(Beginning of Working data)
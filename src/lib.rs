//! Voxshare - TTS 语音生成与分享服务
//!
//! 架构设计: DDD + CQRS + Hexagonal Architecture
//!
//! 领域层 (domain/):
//! - Voice Context: 克隆音色管理上下文
//! - Audio Context: 生成音频管理上下文
//! - Segmenter: 长文本分段算法
//!
//! 应用层 (application/):
//! - Ports: 端口定义（SpeechSynthesizer, Translator, ObjectStorage, Repositories）
//! - Synthesis: 分段合成管线（分段 → 逐段合成 → 拼接）
//! - Commands: CQRS 命令处理器
//! - Queries: CQRS 查询处理器
//!
//! 基础设施层 (infrastructure/):
//! - HTTP: RESTful API + 文件下载
//! - Adapters: ElevenLabs Client, LLM Translator, File Storage
//! - Persistence: SQLite 存储

pub mod application;
pub mod config;
pub mod domain;
pub mod infrastructure;

pub use config::{load_config, AppConfig};
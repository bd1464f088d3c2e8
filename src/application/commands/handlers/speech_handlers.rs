//! Speech Command Handlers

use std::sync::Arc;
use uuid::Uuid;

use crate::application::commands::GenerateSpeech;
use crate::application::error::ApplicationError;
use crate::application::ports::{AudioFileRepositoryPort, ObjectStoragePort, TranslatorPort};
use crate::application::synthesis::SynthesisPipeline;
use crate::domain::audio::AudioFile;
use crate::domain::voice::ProviderVoiceId;

/// 生成语音响应
#[derive(Debug)]
pub struct GenerateSpeechResponse {
    pub audio_file: AudioFile,
    /// 实际合成的片段数（供调用方观测分段行为）
    pub segment_count: usize,
}

/// GenerateSpeech Handler
///
/// 可选翻译 → 分段合成管线 → 对象存储 → 持久化记录
pub struct GenerateSpeechHandler {
    pipeline: SynthesisPipeline,
    translator: Arc<dyn TranslatorPort>,
    storage: Arc<dyn ObjectStoragePort>,
    audio_repo: Arc<dyn AudioFileRepositoryPort>,
}

impl GenerateSpeechHandler {
    pub fn new(
        pipeline: SynthesisPipeline,
        translator: Arc<dyn TranslatorPort>,
        storage: Arc<dyn ObjectStoragePort>,
        audio_repo: Arc<dyn AudioFileRepositoryPort>,
    ) -> Self {
        Self {
            pipeline,
            translator,
            storage,
            audio_repo,
        }
    }

    pub async fn handle(
        &self,
        command: GenerateSpeech,
    ) -> Result<GenerateSpeechResponse, ApplicationError> {
        if command.text.trim().is_empty() {
            return Err(ApplicationError::validation("Text must not be empty"));
        }
        let voice_id =
            ProviderVoiceId::new(command.voice_id.clone()).map_err(ApplicationError::validation)?;

        let text = self.resolve_text(&command).await;

        let output = self.pipeline.run(&text, voice_id.as_str()).await?;

        if output.segment_count > 1 {
            tracing::info!(
                segment_count = output.segment_count,
                "Generated speech from multiple segments"
            );
        }

        let key = format!(
            "{}/audio/{}-{}.mp3",
            command.user_id,
            chrono::Utc::now().timestamp_millis(),
            random_suffix()
        );
        let stored = self.storage.put(&key, &output.audio, "audio/mpeg").await?;

        let audio_file = AudioFile::new(
            command.user_id,
            text,
            command.voice_id,
            command.voice_name,
            stored.url,
            stored.key,
            "mp3",
        );
        self.audio_repo.save(&audio_file).await?;

        tracing::info!(
            audio_id = %audio_file.id,
            voice_id = %audio_file.voice_id,
            audio_size = output.audio.len(),
            "Speech generated"
        );

        Ok(GenerateSpeechResponse {
            audio_file,
            segment_count: output.segment_count,
        })
    }

    /// 确定合成文本：按需翻译，翻译失败时回退原文
    async fn resolve_text(&self, command: &GenerateSpeech) -> String {
        let Some(target) = command.target_language.as_deref() else {
            return command.text.clone();
        };

        let source = match &command.source_language {
            Some(lang) => {
                tracing::debug!(source = %lang, "Using manually selected source language");
                lang.clone()
            }
            None => match self.translator.detect_language(&command.text).await {
                Ok(lang) => {
                    tracing::debug!(source = %lang, "Auto-detected source language");
                    lang
                }
                Err(e) => {
                    tracing::warn!(error = %e, "Language detection failed, using original text");
                    return command.text.clone();
                }
            },
        };

        match self
            .translator
            .translate(&command.text, &source, target)
            .await
        {
            Ok(translated) => translated,
            Err(e) => {
                tracing::warn!(error = %e, "Translation failed, using original text");
                command.text.clone()
            }
        }
    }
}

/// 文件 key 的随机后缀（16 个十六进制字符）
pub(crate) fn random_suffix() -> String {
    Uuid::new_v4().simple().to_string()[..16].to_string()
}

#[cfg(test)]
mod tests {
    use super::*;
    use async_trait::async_trait;
    use std::sync::Mutex;

    use crate::application::ports::{
        ProviderVoice, RepositoryError, SpeechSynthesizerPort, StorageError, StoredObject,
        SynthesisError, TranslationError, VoiceCloneRequest,
    };

    struct FixedSynthesizer;

    #[async_trait]
    impl SpeechSynthesizerPort for FixedSynthesizer {
        async fn synthesize(&self, _text: &str, _voice_id: &str) -> Result<Vec<u8>, SynthesisError> {
            Ok(vec![0xAA, 0xBB])
        }
        async fn list_voices(&self) -> Result<Vec<ProviderVoice>, SynthesisError> {
            Ok(Vec::new())
        }
        async fn clone_voice(&self, _request: VoiceCloneRequest) -> Result<String, SynthesisError> {
            Ok("cloned".to_string())
        }
        async fn delete_voice(&self, _voice_id: &str) -> Result<(), SynthesisError> {
            Ok(())
        }
    }

    struct FailingTranslator;

    #[async_trait]
    impl TranslatorPort for FailingTranslator {
        async fn detect_language(&self, _text: &str) -> Result<String, TranslationError> {
            Err(TranslationError::LlmError("offline".to_string()))
        }
        async fn translate(
            &self,
            _text: &str,
            _source: &str,
            _target: &str,
        ) -> Result<String, TranslationError> {
            Err(TranslationError::LlmError("offline".to_string()))
        }
    }

    #[derive(Default)]
    struct MemoryStorage {
        objects: Mutex<Vec<String>>,
    }

    #[async_trait]
    impl ObjectStoragePort for MemoryStorage {
        async fn put(
            &self,
            key: &str,
            _data: &[u8],
            _content_type: &str,
        ) -> Result<StoredObject, StorageError> {
            self.objects.lock().unwrap().push(key.to_string());
            Ok(StoredObject {
                key: key.to_string(),
                url: format!("http://localhost/files/{key}"),
            })
        }
        async fn get(&self, key: &str) -> Result<Vec<u8>, StorageError> {
            Err(StorageError::NotFound(key.to_string()))
        }
        async fn delete(&self, _key: &str) -> Result<(), StorageError> {
            Ok(())
        }
    }

    #[derive(Default)]
    struct MemoryAudioRepo {
        saved: Mutex<Vec<AudioFile>>,
    }

    #[async_trait]
    impl AudioFileRepositoryPort for MemoryAudioRepo {
        async fn save(&self, audio: &AudioFile) -> Result<(), RepositoryError> {
            self.saved.lock().unwrap().push(audio.clone());
            Ok(())
        }
        async fn find_by_id(&self, _id: Uuid) -> Result<Option<AudioFile>, RepositoryError> {
            Ok(None)
        }
        async fn find_by_user(&self, _user_id: &str) -> Result<Vec<AudioFile>, RepositoryError> {
            Ok(Vec::new())
        }
        async fn find_by_share_token(
            &self,
            _token: &str,
        ) -> Result<Option<AudioFile>, RepositoryError> {
            Ok(None)
        }
        async fn delete(&self, _id: Uuid) -> Result<(), RepositoryError> {
            Ok(())
        }
    }

    fn handler_with_fakes() -> (GenerateSpeechHandler, Arc<MemoryAudioRepo>) {
        let repo = Arc::new(MemoryAudioRepo::default());
        let handler = GenerateSpeechHandler::new(
            SynthesisPipeline::new(Arc::new(FixedSynthesizer), 100),
            Arc::new(FailingTranslator),
            Arc::new(MemoryStorage::default()),
            repo.clone(),
        );
        (handler, repo)
    }

    #[tokio::test]
    async fn test_empty_text_is_rejected() {
        let (handler, _) = handler_with_fakes();
        let command = GenerateSpeech {
            user_id: "u-1".to_string(),
            text: "   ".to_string(),
            voice_id: "v-1".to_string(),
            voice_name: "Aria".to_string(),
            source_language: None,
            target_language: None,
        };
        assert!(matches!(
            handler.handle(command).await,
            Err(ApplicationError::ValidationError(_))
        ));
    }

    #[tokio::test]
    async fn test_generation_persists_record() {
        let (handler, repo) = handler_with_fakes();
        let command = GenerateSpeech {
            user_id: "u-1".to_string(),
            text: "Hello world.".to_string(),
            voice_id: "v-1".to_string(),
            voice_name: "Aria".to_string(),
            source_language: None,
            target_language: None,
        };

        let response = handler.handle(command).await.unwrap();

        assert_eq!(response.segment_count, 1);
        let saved = repo.saved.lock().unwrap();
        assert_eq!(saved.len(), 1);
        assert_eq!(saved[0].text, "Hello world.");
        assert!(saved[0].audio_key.starts_with("u-1/audio/"));
        assert!(saved[0].share_token.is_some());
    }

    #[tokio::test]
    async fn test_translation_failure_falls_back_to_original() {
        let (handler, repo) = handler_with_fakes();
        let command = GenerateSpeech {
            user_id: "u-1".to_string(),
            text: "Bonjour.".to_string(),
            voice_id: "v-1".to_string(),
            voice_name: "Aria".to_string(),
            source_language: None,
            target_language: Some("English".to_string()),
        };

        handler.handle(command).await.unwrap();

        let saved = repo.saved.lock().unwrap();
        assert_eq!(saved[0].text, "Bonjour.");
    }
}
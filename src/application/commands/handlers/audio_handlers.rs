//! Audio Command Handlers

use std::sync::Arc;

use crate::application::commands::DeleteAudioFile;
use crate::application::error::ApplicationError;
use crate::application::ports::{AudioFileRepositoryPort, ObjectStoragePort};

/// DeleteAudioFile Handler
pub struct DeleteAudioFileHandler {
    storage: Arc<dyn ObjectStoragePort>,
    audio_repo: Arc<dyn AudioFileRepositoryPort>,
}

impl DeleteAudioFileHandler {
    pub fn new(
        storage: Arc<dyn ObjectStoragePort>,
        audio_repo: Arc<dyn AudioFileRepositoryPort>,
    ) -> Self {
        Self {
            storage,
            audio_repo,
        }
    }

    pub async fn handle(&self, command: DeleteAudioFile) -> Result<(), ApplicationError> {
        let audio = self
            .audio_repo
            .find_by_id(command.id)
            .await?
            .ok_or_else(|| ApplicationError::not_found("AudioFile", command.id))?;

        if !audio.is_owned_by(&command.user_id) {
            return Err(ApplicationError::forbidden("Audio file belongs to another user"));
        }

        // 存储对象清理失败不阻塞记录删除
        if let Err(e) = self.storage.delete(&audio.audio_key).await {
            tracing::warn!(key = %audio.audio_key, error = %e, "Failed to delete stored audio");
        }

        self.audio_repo.delete(command.id).await?;

        tracing::info!(audio_id = %command.id, "Audio file deleted");

        Ok(())
    }
}
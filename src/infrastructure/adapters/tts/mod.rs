//! TTS 适配器 - SpeechSynthesizerPort 的具体实现

mod elevenlabs_client;
mod fake_synthesizer;

pub use elevenlabs_client::{ElevenLabsClient, ElevenLabsClientConfig};
pub use fake_synthesizer::FakeSynthesizer;
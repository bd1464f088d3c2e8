//! Chunked Synthesis Pipeline - 长文本合成
//!
//! 分段 → 顺序合成 → 拼接 的核心编排

mod assembler;
mod pipeline;

pub use assembler::{assemble, AssemblyError};
pub use pipeline::{PipelineError, PipelineOutput, SynthesisPipeline};
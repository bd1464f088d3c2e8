//! 应用层错误定义
//!
//! 统一的命令/查询错误类型

use thiserror::Error;

use crate::application::synthesis::PipelineError;

/// 应用层错误
#[derive(Debug, Error)]
pub enum ApplicationError {
    /// 资源未找到（id 为 UUID 或分享令牌等业务标识）
    #[error("{resource_type} not found: {id}")]
    NotFound {
        resource_type: &'static str,
        id: String,
    },

    /// 验证错误
    #[error("Validation error: {0}")]
    ValidationError(String),

    /// 权限不足（资源不属于请求用户）
    #[error("Forbidden: {0}")]
    Forbidden(String),

    /// 仓储错误
    #[error("Repository error: {0}")]
    RepositoryError(String),

    /// 外部服务错误
    #[error("External service error: {0}")]
    ExternalServiceError(String),

    /// 存储错误
    #[error("Storage error: {0}")]
    StorageError(String),

    /// 内部错误
    #[error("Internal error: {0}")]
    InternalError(String),
}

impl ApplicationError {
    /// 创建 NotFound 错误
    pub fn not_found(resource_type: &'static str, id: impl ToString) -> Self {
        Self::NotFound {
            resource_type,
            id: id.to_string(),
        }
    }

    /// 创建验证错误
    pub fn validation(message: impl Into<String>) -> Self {
        Self::ValidationError(message.into())
    }

    /// 创建权限错误
    pub fn forbidden(message: impl Into<String>) -> Self {
        Self::Forbidden(message.into())
    }

    /// 创建内部错误
    pub fn internal(message: impl Into<String>) -> Self {
        Self::InternalError(message.into())
    }
}

impl From<crate::application::ports::RepositoryError> for ApplicationError {
    fn from(err: crate::application::ports::RepositoryError) -> Self {
        Self::RepositoryError(err.to_string())
    }
}

impl From<crate::application::ports::StorageError> for ApplicationError {
    fn from(err: crate::application::ports::StorageError) -> Self {
        Self::StorageError(err.to_string())
    }
}

impl From<crate::application::ports::SynthesisError> for ApplicationError {
    fn from(err: crate::application::ports::SynthesisError) -> Self {
        Self::ExternalServiceError(err.to_string())
    }
}

// 分段管线失败对调用方呈现与单片段合成失败相同的形态，
// 片段定位信息保留在错误消息中
impl From<PipelineError> for ApplicationError {
    fn from(err: PipelineError) -> Self {
        match err {
            PipelineError::Segmentation(e) => Self::ValidationError(e.to_string()),
            other => Self::ExternalServiceError(other.to_string()),
        }
    }
}
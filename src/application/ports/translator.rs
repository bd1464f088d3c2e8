//! Translator Port - 翻译/语言识别抽象
//!
//! 合成前的可选文本翻译，由 LLM 适配器实现

use async_trait::async_trait;
use thiserror::Error;

/// 翻译错误
#[derive(Debug, Error)]
pub enum TranslationError {
    #[error("Network error: {0}")]
    NetworkError(String),

    #[error("Request timeout")]
    Timeout,

    #[error("LLM error: {0}")]
    LlmError(String),

    #[error("Invalid response: {0}")]
    InvalidResponse(String),
}

/// Translator Port
#[async_trait]
pub trait TranslatorPort: Send + Sync {
    /// 识别文本语言，返回语言的英文名称（如 "Spanish"），
    /// 可直接作为 translate 的 source_language
    async fn detect_language(&self, text: &str) -> Result<String, TranslationError>;

    /// 将文本从 source 语言翻译为 target 语言
    async fn translate(
        &self,
        text: &str,
        source_language: &str,
        target_language: &str,
    ) -> Result<String, TranslationError>;
}
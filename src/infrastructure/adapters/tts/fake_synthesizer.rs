//! Fake Synthesizer - 本地开发与测试用假合成器
//!
//! 不依赖外部服务，按输入文本生成确定性的假音频数据

use async_trait::async_trait;
use std::sync::atomic::{AtomicU64, Ordering};
use std::time::Duration;

use crate::application::ports::{
    ProviderVoice, SpeechSynthesizerPort, SynthesisError, VoiceCloneRequest,
};

/// 假合成器
///
/// 输出格式：`FAKEMP3:` 前缀 + 文本的 UTF-8 字节，便于测试中断言内容
pub struct FakeSynthesizer {
    /// 模拟的合成延迟
    delay: Duration,
    /// 已克隆音色计数（生成递增的音色 ID）
    clone_counter: AtomicU64,
}

impl FakeSynthesizer {
    pub fn new() -> Self {
        Self {
            delay: Duration::from_millis(0),
            clone_counter: AtomicU64::new(0),
        }
    }

    /// 设置模拟延迟（用于演示长任务）
    pub fn with_delay(mut self, delay: Duration) -> Self {
        self.delay = delay;
        self
    }
}

impl Default for FakeSynthesizer {
    fn default() -> Self {
        Self::new()
    }
}

#[async_trait]
impl SpeechSynthesizerPort for FakeSynthesizer {
    async fn synthesize(&self, text: &str, voice_id: &str) -> Result<Vec<u8>, SynthesisError> {
        if !self.delay.is_zero() {
            tokio::time::sleep(self.delay).await;
        }

        tracing::debug!(
            voice_id = %voice_id,
            text_chars = text.chars().count(),
            "Fake synthesis"
        );

        let mut audio = b"FAKEMP3:".to_vec();
        audio.extend_from_slice(text.as_bytes());
        Ok(audio)
    }

    async fn list_voices(&self) -> Result<Vec<ProviderVoice>, SynthesisError> {
        Ok(vec![
            ProviderVoice {
                voice_id: "fake-narrator".to_string(),
                name: "Narrator".to_string(),
                category: Some("premade".to_string()),
                description: Some("Deterministic local voice for development".to_string()),
            },
            ProviderVoice {
                voice_id: "fake-casual".to_string(),
                name: "Casual".to_string(),
                category: Some("premade".to_string()),
                description: None,
            },
        ])
    }

    async fn clone_voice(&self, request: VoiceCloneRequest) -> Result<String, SynthesisError> {
        if request.audio_data.is_empty() {
            return Err(SynthesisError::InvalidResponse(
                "Sample audio is empty".to_string(),
            ));
        }
        let n = self.clone_counter.fetch_add(1, Ordering::SeqCst) + 1;
        Ok(format!("fake-clone-{}", n))
    }

    async fn delete_voice(&self, voice_id: &str) -> Result<(), SynthesisError> {
        tracing::debug!(voice_id = %voice_id, "Fake voice deleted");
        Ok(())
    }
}

#[cfg(test)]
mod tests {
    use super::*;

    #[tokio::test]
    async fn test_synthesize_embeds_text() {
        let synth = FakeSynthesizer::new();
        let audio = synth.synthesize("hello world", "fake-narrator").await.unwrap();
        assert_eq!(audio, b"FAKEMP3:hello world");
    }

    #[tokio::test]
    async fn test_clone_voice_ids_increment() {
        let synth = FakeSynthesizer::new();
        let req = |name: &str| VoiceCloneRequest {
            name: name.to_string(),
            audio_data: vec![1, 2, 3],
            file_name: "sample.mp3".to_string(),
        };
        assert_eq!(synth.clone_voice(req("a")).await.unwrap(), "fake-clone-1");
        assert_eq!(synth.clone_voice(req("b")).await.unwrap(), "fake-clone-2");
    }

    #[tokio::test]
    async fn test_clone_voice_rejects_empty_sample() {
        let synth = FakeSynthesizer::new();
        let result = synth
            .clone_voice(VoiceCloneRequest {
                name: "x".to_string(),
                audio_data: Vec::new(),
                file_name: "sample.mp3".to_string(),
            })
            .await;
        assert!(result.is_err());
    }

    #[tokio::test]
    async fn test_list_voices_is_non_empty() {
        let synth = FakeSynthesizer::new();
        let voices = synth.list_voices().await.unwrap();
        assert!(!voices.is_empty());
    }
}
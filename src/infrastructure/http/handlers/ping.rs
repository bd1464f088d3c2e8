//! Ping Handler

use axum::Json;
use serde::Serialize;

use crate::infrastructure::http::dto::ApiResponse;

#[derive(Debug, Serialize)]
pub struct PingResponse {
    pub message: String,
}

/// 健康检查
pub async fn ping() -> Json<ApiResponse<PingResponse>> {
    Json(ApiResponse::success(PingResponse {
        message: "pong".to_string(),
    }))
}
(End of Working data)
» **Work instructions**
Only the lines that contain the word "GenerateSpeechResponse" should be copied from the material.

» **Written reply**
pub struct GenerateSpeechResponse {
    ) -> Result<GenerateSpeechResponse, ApplicationError> {
        Ok(GenerateSpeechResponse {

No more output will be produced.